At the moment, many MPs — even some who are normally quite libertarian — are sympathetic to ‘David’s law’. This is quite an understandable reaction, given the abuse they receive from anonymous accounts on social media, but there are risks to the end of anonymity. Many MPs argue that a person should be able to use social media accounts under a pseudonym but the platform should have a record of who that person is. The problem with this approach is that any database of who is linked to what account could be hacked. The rocketing levels of online banking fraud are a reminder of how difficult it is to achieve failsafe online security.
Then there is the question of whistle-blowers. Genuine anonymity makes it far easier for people to alert others to malpractice in their own organisation. There is an international consideration too: if Britain were to ban online anonymity, the precedent would be seized on by repressive regimes around the world to justify their actions.
Online anonymity might mean people are more abusive than they would be if they had to use their own name, but the costs of ending anonymity are so high that MPs should not consider it. But there does need to be a cultural change. Online threats of violence need to be taken more seriously by both the police and technology companies.
The biggest online issue is how the internet speeds up the process of radicalisation, taking people further and faster down the path of extremism than they might otherwise have gone. One former minister who has examined the question of online regulation argues that ‘the root cause of the problem is the algorithm’. Social media companies use algorithms which attempt to serve people more content that they might like. In most cases, this process is harmless. But in some cases, it can lead people to dark places.
The security services have warned that lockdown means that they worry that more people will have been radicalised online in the past year. They are particularly concerned about how many young men might have been lured into Islamist extremism. Those who are radicalised on the internet are harder for security services to track, since they don’t leave behind a physical trail.
This is a hard problem to solve.
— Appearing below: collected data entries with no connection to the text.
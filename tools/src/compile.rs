use anyhow::{Context, Result};
use std::fs;
use std::path::{Path, PathBuf};
use std::sync::Arc;
use tracing::{debug, info};

use libchat_core::codec::decode_source;
use libchat_core::{ChatCorpus, ClauseAnalyzer, Config, Lexicon, ResponseBank, SynonymTable, WordSegmenter};

/// Read a source file as UTF-8, falling back to GBK.
pub fn read_source(path: &Path) -> Result<String> {
    let bytes = fs::read(path).with_context(|| format!("reading {}", path.display()))?;
    decode_source(&bytes).with_context(|| format!("decoding {}", path.display()))
}

/// Every `*.txt` file under `dir`, sorted by name, as (file stem, text).
pub fn read_source_dir(dir: &Path) -> Result<Vec<(String, String)>> {
    let mut paths: Vec<PathBuf> = fs::read_dir(dir)
        .with_context(|| format!("listing {}", dir.display()))?
        .filter_map(|entry| entry.ok().map(|e| e.path()))
        .filter(|p| p.is_file() && p.extension().and_then(|e| e.to_str()) == Some("txt"))
        .collect();
    paths.sort();
    debug!(dir = %dir.display(), files = paths.len(), "reading source directory");
    paths
        .iter()
        .map(|p| {
            let stem = p.file_stem().and_then(|s| s.to_str()).unwrap_or("").to_string();
            Ok((stem, read_source(p)?))
        })
        .collect()
}

pub fn lexicon(source: &Path, out: &Path) -> Result<()> {
    let lexicon = Lexicon::from_source(&read_source(source)?)
        .with_context(|| format!("parsing {}", source.display()))?;
    lexicon.save_file(out)?;
    info!(source = %source.display(), nodes = lexicon.node_count(), "lexicon build finished");
    println!("Wrote {} words to {}", lexicon.word_count(), out.display());
    Ok(())
}

pub fn synonyms(thesaurus: &Path, specials: &Path, lexicon: &Path, out: &Path) -> Result<()> {
    let lexicon = Lexicon::load_file(lexicon).context("loading lexicon")?;
    let table = SynonymTable::compile(&read_source(thesaurus)?, &read_source(specials)?, &lexicon)?;
    table.save_file(out)?;
    info!(thesaurus = %thesaurus.display(), "synonym build finished");
    println!(
        "Wrote {} groups, {} aliases and {} special words to {}",
        table.canonical_count(),
        table.alias_count(),
        table.special_count(),
        out.display()
    );
    Ok(())
}

pub fn chats(dir: &Path, lexicon: &Path, synonyms: &Path, out: &Path) -> Result<()> {
    let lexicon = Arc::new(Lexicon::load_file(lexicon).context("loading lexicon")?);
    let synonyms = Arc::new(SynonymTable::load_file(synonyms).context("loading synonym table")?);
    let analyzer = ClauseAnalyzer::new(WordSegmenter::from_config(lexicon, &Config::default()), synonyms);
    let sources = read_source_dir(dir)?;
    let corpus = ChatCorpus::compile(sources, &analyzer)?;
    corpus.save_file(out)?;
    info!(dir = %dir.display(), "chat corpus build finished");
    println!(
        "Wrote {} sessions ({} pairs, {} words) to {}",
        corpus.session_count(),
        corpus.pair_count(),
        corpus.word_count(),
        out.display()
    );
    Ok(())
}

pub fn responses(dir: &Path, out: &Path) -> Result<()> {
    let bank = ResponseBank::compile(read_source_dir(dir)?);
    bank.save_file(out)?;
    info!(dir = %dir.display(), "response bank build finished");
    println!("Wrote {} response keys to {}", bank.len(), out.display());
    Ok(())
}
Tech firms don’t want to publish their algorithm because that is their most valuable piece of intellectual property. But it is evident many of them are contributing to the current unhealthy culture of political polarisation and, at worst, they might be hurrying some damaged individuals towards violent extremism.
There needs to be far more transparency about how these algorithms work. There is also a strong case for, as the Facebook whistleblower Frances Haugen has argued, appointing external figures to supervise social media companies from the inside.
The polarisation of our political culture and the threat of terrorism are not the same problem. Yet the solution to both problems relies on working out how to effectively regulate social media without descending into authoritarianism — something that no liberal democracy has yet found a way to do.